To tell you a little about my husband and me, I came to Canada in 1968 at the age of 12 with my Canadian mother and 2 siblings. My husband was born in Canada and obtained a US citizenship card at 20 through his American father. I became a Canadian in 1996. Neither of us has ever worked in the US. I’ve voted in a US election once, regrettably to help bring in the individual whose party has brought this hell storm down upon us.

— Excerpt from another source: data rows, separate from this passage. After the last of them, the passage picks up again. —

use std::collections::BTreeMap;

use tracing::info;

use crate::domain::key::STANDARD_DEDUCTIBLES;
use crate::domain::table::RawPriceTable;
use crate::geo::data::{BASE_DEDUCTIBLE_FACTORS, CITY_DEDUCTIBLE_FACTORS_RS};
use crate::geo::GEO_ROUNDING_STEP;
use crate::repair::rounding::round_half_up;

#[derive(Clone, Copy, Debug, PartialEq)]
pub struct CityFactorParams {
    pub min_factor: f64,
    pub max_factor: f64,
    /// How strongly a risk difference turns into a price difference.
    pub gamma: f64,
}

impl Default for CityFactorParams {
    fn default() -> Self {
        Self { min_factor: 0.9, max_factor: 1.2, gamma: 0.2 }
    }
}

#[derive(Clone, Copy, Debug, PartialEq, Eq)]
pub struct NationalTotals {
    pub population: u64,
    pub accidents: u64,
}

/// Relative risk factor per city.
///
/// With accident counts: `clamp(1 + gamma * (rate_city / avg_rate - 1))`, where
/// `avg_rate` comes from the national totals when given and from the pooled
/// cities otherwise. A city without population or accidents is treated as
/// average. Without accident counts the factor spreads linearly over
/// `[min_factor, max_factor]` by population.
pub fn compute_city_factors(
    populations: &BTreeMap<String, u64>,
    accidents: Option<&BTreeMap<String, u64>>,
    params: CityFactorParams,
    national: Option<NationalTotals>,
) -> BTreeMap<String, f64> {
    match accidents.filter(|accidents| !accidents.is_empty()) {
        Some(accidents) => accident_factors(populations, accidents, params, national),
        None => population_factors(populations, params),
    }
}

fn population_factors(
    populations: &BTreeMap<String, u64>,
    params: CityFactorParams,
) -> BTreeMap<String, f64> {
    let (Some(pop_min), Some(pop_max)) =
        (populations.values().min().copied(), populations.values().max().copied())
    else {
        return BTreeMap::new();
    };

    let range = pop_max - pop_min;
    if range == 0 {
        return uniform(populations);
    }

    populations
        .iter()
        .map(|(city, population)| {
            let fraction = (population - pop_min) as f64 / range as f64;
            let factor = params.min_factor + fraction * (params.max_factor - params.min_factor);
            (city.clone(), factor)
        })
        .collect()
}

fn accident_factors(
    populations: &BTreeMap<String, u64>,
    accidents: &BTreeMap<String, u64>,
    params: CityFactorParams,
    national: Option<NationalTotals>,
) -> BTreeMap<String, f64> {
    let mut rates = BTreeMap::new();
    let mut pooled_population = 0_u64;
    let mut pooled_accidents = 0_u64;

    for (city, &population) in populations {
        let city_accidents = accidents.get(city).copied().unwrap_or(0);
        let rate = if population > 0 && city_accidents > 0 {
            pooled_population += population;
            pooled_accidents += city_accidents;
            Some(city_accidents as f64 / population as f64)
        } else {
            None
        };
        rates.insert(city.clone(), rate);
    }

    let average_rate = match national.filter(|totals| totals.population > 0) {
        Some(totals) => totals.accidents as f64 / totals.population as f64,
        None if pooled_population == 0 || pooled_accidents == 0 => return uniform(populations),
        None => pooled_accidents as f64 / pooled_population as f64,
    };

    rates
        .into_iter()
        .map(|(city, rate)| {
            let raw_risk = match rate {
                Some(rate) if average_rate > 0.0 => rate / average_rate,
                _ => 1.0,
            };
            let factor = 1.0 + params.gamma * (raw_risk - 1.0);
            (city, factor.clamp(params.min_factor, params.max_factor))
        })
        .collect()
}

fn uniform(populations: &BTreeMap<String, u64>) -> BTreeMap<String, f64> {
    populations.keys().map(|city| (city.clone(), 1.0)).collect()
}

/// City deductible factor over the country factor, 1.0 for an unknown city or
/// deductible.
pub fn city_deductible_multiplier(city: &str, deductible: u32) -> f64 {
    let Some((_, city_factors)) = CITY_DEDUCTIBLE_FACTORS_RS.iter().find(|(name, _)| *name == city)
    else {
        return 1.0;
    };

    let base_factor = lookup(&BASE_DEDUCTIBLE_FACTORS, deductible).unwrap_or(1.0);
    let city_factor = lookup(city_factors, deductible).unwrap_or(base_factor);
    if base_factor == 0.0 {
        return 1.0;
    }
    city_factor / base_factor
}

fn lookup(factors: &[(u32, f64)], deductible: u32) -> Option<f64> {
    factors.iter().find(|(candidate, _)| *candidate == deductible).map(|(_, factor)| *factor)
}

/// Applies the city risk factor, then the city deductible multiplier for keys
/// ending in a standard deductible, and rounds to the nearest 5 EUR.
pub fn adjust_prices_for_city(
    country_prices: &RawPriceTable,
    city: &str,
    city_factors: &BTreeMap<String, f64>,
) -> RawPriceTable {
    let city_factor = city_factors.get(city).copied().unwrap_or(1.0);
    info!(
        event_name = "geo.city.projected",
        city,
        factor = city_factor,
        keys = country_prices.len(),
        "price table projected to city"
    );

    country_prices
        .iter()
        .map(|(key, price)| {
            let mut adjusted = price * city_factor;
            if let Some(deductible) = deductible_suffix(key) {
                adjusted *= city_deductible_multiplier(city, deductible);
            }
            (key.clone(), round_half_up(adjusted, GEO_ROUNDING_STEP))
        })
        .collect()
}

fn deductible_suffix(key: &str) -> Option<u32> {
    key.rsplit('_')
        .next()
        .and_then(|segment| segment.parse::<u32>().ok())
        .filter(|deductible| STANDARD_DEDUCTIBLES.contains(deductible))
}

Our adventures in OVDI began last August when we read about it in the press. With only a week or so before the deadline to file for the 90-day extension, our priority was to first seek the advice of a US tax lawyer. We were told that ignorance of the law was no defense. After analogies involving boogey-men with chain saws from our well respected but exhausted lawyer, we decided to enter OVDI in order to become tax compliant at the first opportunity. Any misgivings we had were outweighed by the absolute terror of what our 51 bank accounts we had recklessly opened over the course of eight years would do to our nest egg; accounts we opened for our children, parents, businesses, mortgage providers, etc. Then there was the sale of our ridiculously overpriced house in Vancouver in 2008, netting us a capital gain and the FBAR penalty arising from it (apparently, the IRS has a claim on that nice little tax exemption gift from the CRA on the sale of a principal residence in Canada). For us, there was no consolation in knowing that the Canadian government would not collect penalties on behalf of the IRS against Canadians, we needed to be able to enter the US freely for personal reasons and do business with Americans bringing funds to Canada. Then there was FATCA. We felt it was better to be a low hanging fruit than to have them chase up the tree after us, and being angry with us for having to.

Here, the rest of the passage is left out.